[Task]: All of the data that appears below is to be given again precisely as written.
[Data records Boundary: Start]
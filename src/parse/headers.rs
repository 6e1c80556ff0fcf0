// src/parse/headers.rs

use once_cell::sync::Lazy;
use regex::Regex;

use crate::entity::EntitySchema;
use crate::error::{ImportError, ImportResult};

static WHITESPACE: Lazy<Regex> =
    Lazy::new(|| Regex::new(r"\s+").expect("whitespace pattern should compile"));
static NON_KEY_CHARS: Lazy<Regex> =
    Lazy::new(|| Regex::new(r"[^a-z0-9_]").expect("key charset pattern should compile"));

/// Map one human-entered column name to its canonical key.
///
/// `"Date of Enrollment"` → `date_of_enrollment` → `date_enrolled`.
pub fn normalize_header(raw: &str, schema: &EntitySchema) -> String {
    let lowered = raw.trim().to_lowercase();
    let underscored = WHITESPACE.replace_all(&lowered, "_");
    let key = NON_KEY_CHARS.replace_all(&underscored, "");
    schema.canonical(&key).to_string()
}

pub fn normalize_headers(headers: &[String], schema: &EntitySchema) -> Vec<String> {
    headers
        .iter()
        .map(|h| normalize_header(h, schema))
        .collect()
}

/// Fail on the first required key (in schema order) that no header maps to.
pub fn validate_headers(normalized: &[String], schema: &EntitySchema) -> ImportResult<()> {
    match schema
        .required
        .iter()
        .find(|key| !normalized.iter().any(|h| h == *key))
    {
        Some(missing) => Err(ImportError::MissingColumn {
            field: (*missing).to_string(),
        }),
        None => Ok(()),
    }
}
// src/entity/mod.rs
pub mod beneficiary;
pub mod coerce;
pub mod visit;

use chrono::{DateTime, Utc};
use serde::{de::DeserializeOwned, Serialize};

use crate::parse::NormalizedRow;
use crate::store::StoreData;

pub use beneficiary::{Beneficiary, BENEFICIARY_SCHEMA};
pub use visit::{Visit, VISIT_SCHEMA};

/// Per-entity import configuration: which canonical columns must exist and
/// how free-form header spellings map onto them.
#[derive(Debug)]
pub struct EntitySchema {
    /// Plural display name, used in notifications and logs.
    pub label: &'static str,
    pub required: &'static [&'static str],
    pub optional: &'static [&'static str],
    /// `(variant, canonical)` pairs applied after character normalization.
    pub synonyms: &'static [(&'static str, &'static str)],
}

impl EntitySchema {
    /// Canonical key for an already character-normalized header.
    pub fn canonical<'a>(&self, key: &'a str) -> &'a str {
        self.synonyms
            .iter()
            .find(|(variant, _)| *variant == key)
            .map(|(_, canonical)| *canonical)
            .unwrap_or(key)
    }
}

/// A record kind that can be bulk-imported from CSV.
pub trait ImportEntity: Clone + Serialize + DeserializeOwned + Send + Sync + 'static {
    fn schema() -> &'static EntitySchema;

    /// Build one record from a row. Never fails: bad or missing optional
    /// cells fall back to defaults. `now` stamps ids, timestamps and
    /// defaulted instants for the whole batch.
    fn materialize(row: &NormalizedRow, now: DateTime<Utc>) -> Self;

    fn collection(data: &StoreData) -> &Vec<Self>;

    fn collection_mut(data: &mut StoreData) -> &mut Vec<Self>;
}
[Data records Boundary: End]
[Output of the task]:
filename src/parse/headers.rs
repository 6e1c80556ff0fcf0
// src/parse/headers.rs

use once_cell::sync::Lazy;
use regex::Regex;

use crate::entity::EntitySchema;
use crate::error::{ImportError, ImportResult};

static WHITESPACE: Lazy<Regex> =
    Lazy::new(|| Regex::new(r"\s+").expect("whitespace pattern should compile"));
static NON_KEY_CHARS: Lazy<Regex> =
    Lazy::new(|| Regex::new(r"[^a-z0-9_]").expect("key charset pattern should compile"));

/// Map one human-entered column name to its canonical key.
///
/// `"Date of Enrollment"` → `date_of_enrollment` → `date_enrolled`.
pub fn normalize_header(raw: &str, schema: &EntitySchema) -> String {
    let lowered = raw.trim().to_lowercase();
    let underscored = WHITESPACE.replace_all(&lowered, "_");
    let key = NON_KEY_CHARS.replace_all(&underscored, "");
    schema.canonical(&key).to_string()
}

pub fn normalize_headers(headers: &[String], schema: &EntitySchema) -> Vec<String> {
    headers
        .iter()
        .map(|h| normalize_header(h, schema))
        .collect()
}

/// Fail on the first required key (in schema order) that no header maps to.
pub fn validate_headers(normalized: &[String], schema: &EntitySchema) -> ImportResult<()> {
    match schema
        .required
        .iter()
        .find(|key| !normalized.iter().any(|h| h == *key))
    {
        Some(missing) => Err(ImportError::MissingColumn {
            field: (*missing).to_string(),
        }),
        None => Ok(()),
    }
}
// src/entity/mod.rs
pub mod beneficiary;
pub mod coerce;
pub mod visit;

use chrono::{DateTime, Utc};
use serde::{de::DeserializeOwned, Serialize};

use crate::parse::NormalizedRow;
use crate::store::StoreData;

pub use beneficiary::{Beneficiary, BENEFICIARY_SCHEMA};
pub use visit::{Visit, VISIT_SCHEMA};

/// Per-entity import configuration: which canonical columns must exist and
/// how free-form header spellings map onto them.
#[derive(Debug)]
pub struct EntitySchema {
    /// Plural display name, used in notifications and logs.
    pub label: &'static str,
    pub required: &'static [&'static str],
    pub optional: &'static [&'static str],
    /// `(variant, canonical)` pairs applied after character normalization.
    pub synonyms: &'static [(&'static str, &'static str)],
}

impl EntitySchema {
    /// Canonical key for an already character-normalized header.
    pub fn canonical<'a>(&self, key: &'a str) -> &'a str {
        self.synonyms
            .iter()
            .find(|(variant, _)| *variant == key)
            .map(|(_, canonical)| *canonical)
            .unwrap_or(key)
    }
}

/// A record kind that can be bulk-imported from CSV.
pub trait ImportEntity: Clone + Serialize + DeserializeOwned + Send + Sync + 'static {
    fn schema() -> &'static EntitySchema;

    /// Build one record from a row. Never fails: bad or missing optional
    /// cells fall back to defaults. `now` stamps ids, timestamps and
    /// defaulted instants for the whole batch.
    fn materialize(row: &NormalizedRow, now: DateTime<Utc>) -> Self;

    fn collection(data: &StoreData) -> &Vec<Self>;

    fn collection_mut(data: &mut StoreData) -> &mut Vec<Self>;
}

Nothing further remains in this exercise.